▶ _SOURCE INFORMATION_:

//! Backends over connected sockets.

use std::io::{self, Read, Write};
use std::net::{Shutdown, SocketAddr, TcpStream, UdpSocket};
use std::os::unix::io::{AsRawFd, OwnedFd, RawFd};
use std::time::Duration;

use channelfs_core::{Backend, ChannelError, Property, Transfer};

/// OS error codes that mean the peer went away. Reads and writes failing
/// with one of these end the stream instead of failing.
const PEER_GONE: [i32; 11] = [
    libc::ECONNRESET,
    libc::ECONNABORTED,
    libc::ECONNREFUSED,
    libc::ENETDOWN,
    libc::ENETUNREACH,
    libc::ENETRESET,
    libc::ENOTCONN,
    libc::ESHUTDOWN,
    libc::EPIPE,
    libc::EHOSTDOWN,
    libc::EHOSTUNREACH,
];

/// Whether `error` means the peer is gone rather than a real failure.
pub fn is_peer_gone(error: &io::Error) -> bool {
    error
        .raw_os_error()
        .is_some_and(|code| PEER_GONE.contains(&code))
}

/// The send/receive primitives a socket backend needs.
///
/// # Object Safety
///
/// This trait is object-safe.
pub trait SocketIo: AsRawFd + Send {
    fn recv(&mut self, buf: &mut [u8]) -> io::Result<usize>;

    fn send(&mut self, buf: &[u8]) -> io::Result<usize>;

    /// The remote address, once known.
    fn peer(&self) -> Option<SocketAddr>;

    /// Bound both directions; `None` blocks forever.
    fn set_timeout(&self, timeout: Option<Duration>) -> io::Result<()>;

    /// Tell the peer we are done. Sockets without a connection do nothing.
    fn shutdown(&mut self) -> io::Result<()> {
        Ok(())
    }
}

impl SocketIo for TcpStream {
    fn recv(&mut self, buf: &mut [u8]) -> io::Result<usize> {
        self.read(buf)
    }

    fn send(&mut self, buf: &[u8]) -> io::Result<usize> {
        self.write(buf)
    }

    fn peer(&self) -> Option<SocketAddr> {
        self.peer_addr().ok()
    }

    fn set_timeout(&self, timeout: Option<Duration>) -> io::Result<()> {
        self.set_read_timeout(timeout)?;
        self.set_write_timeout(timeout)
    }

    fn shutdown(&mut self) -> io::Result<()> {
        match TcpStream::shutdown(self, Shutdown::Both) {
            Err(e) if e.kind() != io::ErrorKind::NotConnected => Err(e),
            _ => Ok(()),
        }
    }
}

/// A UDP socket with a fixed peer, set up with `connect`.
impl SocketIo for UdpSocket {
    fn recv(&mut self, buf: &mut [u8]) -> io::Result<usize> {
        UdpSocket::recv(self, buf)
    }

    fn send(&mut self, buf: &[u8]) -> io::Result<usize> {
        UdpSocket::send(self, buf)
    }

    fn peer(&self) -> Option<SocketAddr> {
        self.peer_addr().ok()
    }

    fn set_timeout(&self, timeout: Option<Duration>) -> io::Result<()> {
        self.set_read_timeout(timeout)?;
        self.set_write_timeout(timeout)
    }
}

/// A bound UDP socket that answers whoever sent the last datagram.
#[derive(Debug)]
pub struct UdpPeer {
    socket: UdpSocket,
    peer: Option<SocketAddr>,
}

impl UdpPeer {
    pub fn new(socket: UdpSocket) -> Self {
        Self { socket, peer: None }
    }
}

impl AsRawFd for UdpPeer {
    fn as_raw_fd(&self) -> RawFd {
        self.socket.as_raw_fd()
    }
}

impl SocketIo for UdpPeer {
    fn recv(&mut self, buf: &mut [u8]) -> io::Result<usize> {
        let (n, from) = self.socket.recv_from(buf)?;
        self.peer = Some(from);
        Ok(n)
    }

    fn send(&mut self, buf: &[u8]) -> io::Result<usize> {
        match self.peer {
            Some(peer) => self.socket.send_to(buf, peer),
            None => Err(io::Error::from_raw_os_error(libc::EDESTADDRREQ)),
        }
    }

    fn peer(&self) -> Option<SocketAddr> {
        self.peer
    }

    fn set_timeout(&self, timeout: Option<Duration>) -> io::Result<()> {
        self.socket.set_read_timeout(timeout)?;
        self.socket.set_write_timeout(timeout)
    }
}

/// Convert a microsecond count to a socket timeout; zero means none.
pub fn micros(us: i64) -> Option<Duration> {
    u64::try_from(us)
        .ok()
        .filter(|&us| us > 0)
        .map(Duration::from_micros)
}

fn is_timeout(error: &io::Error) -> bool {
    matches!(
        error.kind(),
        io::ErrorKind::WouldBlock | io::ErrorKind::TimedOut
    )
}

/// A stream over a connected socket.
///
/// Sockets cannot reposition, so the channel serves relative seeks from
/// its pushback buffer alone. EOF is never inferred from a short transfer:
/// it comes from an orderly shutdown or from an error in the peer-gone
/// catalogue.
///
/// Server plugins also hand over the listening socket, which lives as long
/// as the accepted connection and is closed right after it.
#[derive(Debug)]
pub struct SocketStream<T: SocketIo> {
    io: Option<T>,
    server: Option<(OwnedFd, SocketAddr)>,
}

impl<T: SocketIo> SocketStream<T> {
    pub fn new(io: T) -> Self {
        Self {
            io: Some(io),
            server: None,
        }
    }

    /// Keep the listening socket the connection was accepted from.
    pub fn with_server(mut self, listener: OwnedFd, local: SocketAddr) -> Self {
        self.server = Some((listener, local));
        self
    }

    pub fn io(&self) -> Option<&T> {
        self.io.as_ref()
    }

    fn connection(&mut self) -> Result<&mut T, ChannelError> {
        self.io
            .as_mut()
            .ok_or_else(|| ChannelError::SocketRead(io::Error::from_raw_os_error(libc::ENOTCONN)))
    }
}

impl<T: SocketIo> Backend for SocketStream<T> {
    fn read(&mut self, buf: &mut [u8]) -> Result<Transfer, ChannelError> {
        let conn = self.connection()?;
        loop {
            return match conn.recv(buf) {
                Ok(0) => Ok(Transfer::eof(0)),
                Ok(n) => Ok(Transfer::new(n)),
                Err(e) if e.kind() == io::ErrorKind::Interrupted => continue,
                Err(e) if is_peer_gone(&e) => {
                    log::debug!("socket read: peer gone ({}), reporting EOF", e);
                    Ok(Transfer::eof(0))
                }
                Err(e) if is_timeout(&e) => Err(ChannelError::Timeout {
                    operation: "reading from socket",
                }),
                Err(e) => Err(ChannelError::SocketRead(e)),
            };
        }
    }

    fn write(&mut self, buf: &[u8]) -> Result<Transfer, ChannelError> {
        let conn = self.connection()?;
        loop {
            return match conn.send(buf) {
                Ok(n) => {
                    if n < buf.len() {
                        log::debug!("socket accepted {} of {} bytes", n, buf.len());
                    }
                    Ok(Transfer::new(n))
                }
                Err(e) if e.kind() == io::ErrorKind::Interrupted => continue,
                Err(e) if is_peer_gone(&e) => {
                    log::debug!("socket write: peer gone ({}), reporting EOF", e);
                    Ok(Transfer::eof(0))
                }
                Err(e) if is_timeout(&e) => Err(ChannelError::Timeout {
                    operation: "writing to socket",
                }),
                Err(e) => Err(ChannelError::SocketWrite(e)),
            };
        }
    }

    fn close(&mut self) -> Result<(), ChannelError> {
        let result = match self.io.take() {
            Some(mut conn) => conn.shutdown().map_err(ChannelError::io("shutdown")),
            None => Ok(()),
        };
        if let Some((_, local)) = self.server.take() {
            log::debug!("closed server socket on {}", local);
        }
        result
    }

    fn detach(&mut self) {
        if let Some(io) = self.io.take() {
            std::mem::forget(io);
        }
        if let Some((listener, _)) = self.server.take() {
            std::mem::forget(listener);
        }
    }

    fn property(&self, name: &str) -> Option<Property> {
        let io = self.io.as_ref()?;
        match name {
            "Fd" => Some(Property::Fd(io.as_raw_fd())),
            "Socket" => io.peer().map(Property::Socket),
            "SocketServer" => self.server.as_ref().map(|(_, local)| Property::Socket(*local)),
            _ => None,
        }
    }

    fn set_property(&mut self, name: &str, value: Property) -> bool {
        match (name, value.as_int(), self.io.as_ref()) {
            ("Timeout", Some(us), Some(io)) => match io.set_timeout(micros(us)) {
                Ok(()) => true,
                Err(e) => {
                    log::warn!("setting socket timeout failed: {}", e);
                    false
                }
            },
            _ => false,
        }
    }
}

#[cfg(test)]
mod tests {
    use super::*;
    use std::net::TcpListener;

    #[test]
    fn peer_gone_catalogue_works() {
        assert!(is_peer_gone(&io::Error::from_raw_os_error(libc::ECONNRESET)));
        assert!(is_peer_gone(&io::Error::from_raw_os_error(libc::EPIPE)));
        assert!(!is_peer_gone(&io::Error::from_raw_os_error(libc::EINVAL)));
        assert!(!is_peer_gone(&io::Error::new(io::ErrorKind::Other, "no code")));
    }

    #[test]
    fn micros_works() {
        assert_eq!(micros(0), None);
        assert_eq!(micros(-5), None);
        assert_eq!(micros(1_500_000), Some(Duration::from_millis(1500)));
    }

    /// Fails every call with a fixed OS error.
    struct Failing(i32);

    impl AsRawFd for Failing {
        fn as_raw_fd(&self) -> RawFd {
            -1
        }
    }

    impl SocketIo for Failing {
        fn recv(&mut self, _buf: &mut [u8]) -> io::Result<usize> {
            Err(io::Error::from_raw_os_error(self.0))
        }

        fn send(&mut self, _buf: &[u8]) -> io::Result<usize> {
            Err(io::Error::from_raw_os_error(self.0))
        }

        fn peer(&self) -> Option<SocketAddr> {
            None
        }

        fn set_timeout(&self, _timeout: Option<Duration>) -> io::Result<()> {
            Ok(())
        }
    }

    #[test]
    fn connection_reset_is_eof() {
        let mut stream = SocketStream::new(Failing(libc::ECONNRESET));
        let mut buf = [0u8; 4];
        assert_eq!(stream.read(&mut buf).unwrap(), Transfer::eof(0));
        assert_eq!(stream.write(b"x").unwrap(), Transfer::eof(0));
    }

    #[test]
    fn other_errors_are_hard() {
        let mut stream = SocketStream::new(Failing(libc::EINVAL));
        let mut buf = [0u8; 4];
        let err = stream.read(&mut buf).unwrap_err();
        assert!(matches!(err, ChannelError::SocketRead(_)));
        let err = stream.write(b"x").unwrap_err();
        assert!(matches!(err, ChannelError::SocketWrite(_)));
    }

    #[test]
    fn tcp_pair_works() {
        let listener = TcpListener::bind("127.0.0.1:0").unwrap();
        let addr = listener.local_addr().unwrap();
        let client = TcpStream::connect(addr).unwrap();
        let (server, _) = listener.accept().unwrap();

        let mut client = SocketStream::new(client);
        let mut server = SocketStream::new(server);
        assert!(client.repositioner().is_none());
        assert_eq!(client.property("Socket"), Some(Property::Socket(addr)));
        assert!(client.set_property("Timeout", Property::Int(2_000_000)));

        client.write(b"ping").unwrap();
        let mut buf = [0u8; 4];
        assert_eq!(server.read(&mut buf).unwrap(), Transfer::new(4));
        assert_eq!(&buf, b"ping");

        client.close().unwrap();
        assert_eq!(server.read(&mut buf).unwrap(), Transfer::eof(0));
    }
}
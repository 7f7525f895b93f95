//! Error types for locator and option parsing.

use std::fmt;

/// Errors raised while parsing locators, option lists and flag expressions.
///
/// All of these are recoverable. Callers usually surface them as a
/// "bad locator string" failure.
#[derive(Debug, Clone, PartialEq, Eq)]
pub enum LocatorError {
    /// The locator has no `://` separating scheme and payload.
    MissingSchemeSeparator { locator: String },

    /// The scheme is empty or contains characters outside `[A-Za-z0-9_]`.
    InvalidScheme { scheme: String },

    /// A reference was not followed by `=`.
    MissingEquals { reference: String, position: usize },

    /// A reference was followed by `=` but no value.
    EmptyValue { reference: String },

    /// A single-quoted value never closed.
    UnterminatedQuote { reference: String, position: usize },

    /// A numeric literal could not be decoded.
    InvalidNumber { literal: String },

    /// A flag expression named a symbol the table does not know.
    UnknownSymbol { symbol: String },

    /// A flag expression used an operator other than `&`, `|` or `^`.
    UnexpectedOperator { operator: char, position: usize },

    /// A flag expression is empty or ends with an operator.
    MissingOperand { position: usize },

    /// Two operands follow each other without an operator in between.
    MissingOperator { position: usize },

    /// A value was present but did not have the expected type.
    InvalidValue { reference: String, value: String },
}

impl fmt::Display for LocatorError {
    fn fmt(&self, f: &mut fmt::Formatter<'_>) -> fmt::Result {
        match self {
            LocatorError::MissingSchemeSeparator { locator } => {
                write!(f, "locator '{}' has no '://' separator", locator)
            }
            LocatorError::InvalidScheme { scheme } => {
                write!(f, "invalid scheme '{}'", scheme)
            }
            LocatorError::MissingEquals {
                reference,
                position,
            } => write!(
                f,
                "expected '=' after reference '{}' at position {}",
                reference, position
            ),
            LocatorError::EmptyValue { reference } => {
                write!(f, "reference '{}' has an empty value", reference)
            }
            LocatorError::UnterminatedQuote {
                reference,
                position,
            } => write!(
                f,
                "unterminated quote in value of '{}' starting at position {}",
                reference, position
            ),
            LocatorError::InvalidNumber { literal } => {
                write!(f, "invalid numeric literal '{}'", literal)
            }
            LocatorError::UnknownSymbol { symbol } => {
                write!(f, "unknown flag symbol '{}'", symbol)
            }
            LocatorError::UnexpectedOperator { operator, position } => write!(
                f,
                "unexpected operator '{}' at position {} (only '&', '|' and '^' are allowed)",
                operator, position
            ),
            LocatorError::MissingOperand { position } => {
                write!(f, "missing operand at position {}", position)
            }
            LocatorError::MissingOperator { position } => {
                write!(f, "missing operator at position {}", position)
            }
            LocatorError::InvalidValue { reference, value } => {
                write!(f, "invalid value '{}' for reference '{}'", value, reference)
            }
        }
    }
}

impl std::error::Error for LocatorError {}
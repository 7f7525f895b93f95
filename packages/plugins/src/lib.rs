//! # channelfs-plugins
//!
//! The schemes a channel can open, and [`default_registry`] holding all
//! of them.
//!
//! ## Schemes
//!
//! ```text
//! File://path              unbuffered file
//! BufFile://path           buffered file (or `fd = N`)
//! Fd://N                   existing descriptor
//! StdIn:// StdOut:// StdErr://
//! Null://                  discards writes, reads hit EOF
//! Calc://                  counts writes, keeps nothing
//! PipeCmd://command        a shell command's stdout or stdin
//! Mem://size               zeroed in-process buffer
//! MemMapFd://fd:size       mapping of an open descriptor
//! Shm://name:size          POSIX named shared memory
//! Shm://key:size           System V shared memory
//! Rand://Integers          random text tokens
//! Tcp://host:port          TCP client
//! Udp://host:port          UDP client
//! ServerTcp://port         one-shot TCP server
//! ServerUdp://port         one-shot UDP server
//! ```
//!
//! ## Example
//!
//! ```rust
//! use channelfs_core::{Channel, Mode, Permissions};
//!
//! let registry = channelfs_plugins::default_registry();
//! let mut channel = Channel::new();
//! channel
//!     .open(&registry, "Mem://16", Mode::empty(), Permissions::empty())
//!     .unwrap();
//! channel.puts("hello").unwrap();
//! channel.rewind().unwrap();
//! assert_eq!(channel.getc().unwrap(), Some(b'h'));
//! ```

mod args;
pub mod calc;
pub mod file;
pub mod memory;
pub mod net;
pub mod null;
pub mod pipe;
pub mod random;

use channelfs_core::Registry;

pub use calc::{CalcPlugin, WriteStats};
pub use file::{BufFilePlugin, FdPlugin, FilePlugin, StdStreamPlugin};
pub use memory::{MemMapFdPlugin, MemPlugin, ShmPlugin};
pub use net::{ClientPlugin, ServerPlugin};
pub use null::NullPlugin;
pub use pipe::{PipeCmdPlugin, PipeCommand};
pub use random::{RandKind, RandPlugin, RandStream};

/// A registry with every scheme of this crate.
pub fn default_registry() -> Registry {
    Registry::new()
        .with(FilePlugin)
        .with(BufFilePlugin)
        .with(FdPlugin)
        .with(StdStreamPlugin::stdin())
        .with(StdStreamPlugin::stdout())
        .with(StdStreamPlugin::stderr())
        .with(NullPlugin)
        .with(CalcPlugin)
        .with(PipeCmdPlugin)
        .with(MemPlugin)
        .with(MemMapFdPlugin)
        .with(ShmPlugin)
        .with(RandPlugin)
        .with(ClientPlugin::tcp())
        .with(ClientPlugin::udp())
        .with(ServerPlugin::tcp())
        .with(ServerPlugin::udp())
}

▶ _WHAT THE EXERCISE ASKS_: Only a number is wanted here: how many lines in the entries contain the word "operation"?

▶ _SOLUTION FOR THIS TASK_: 2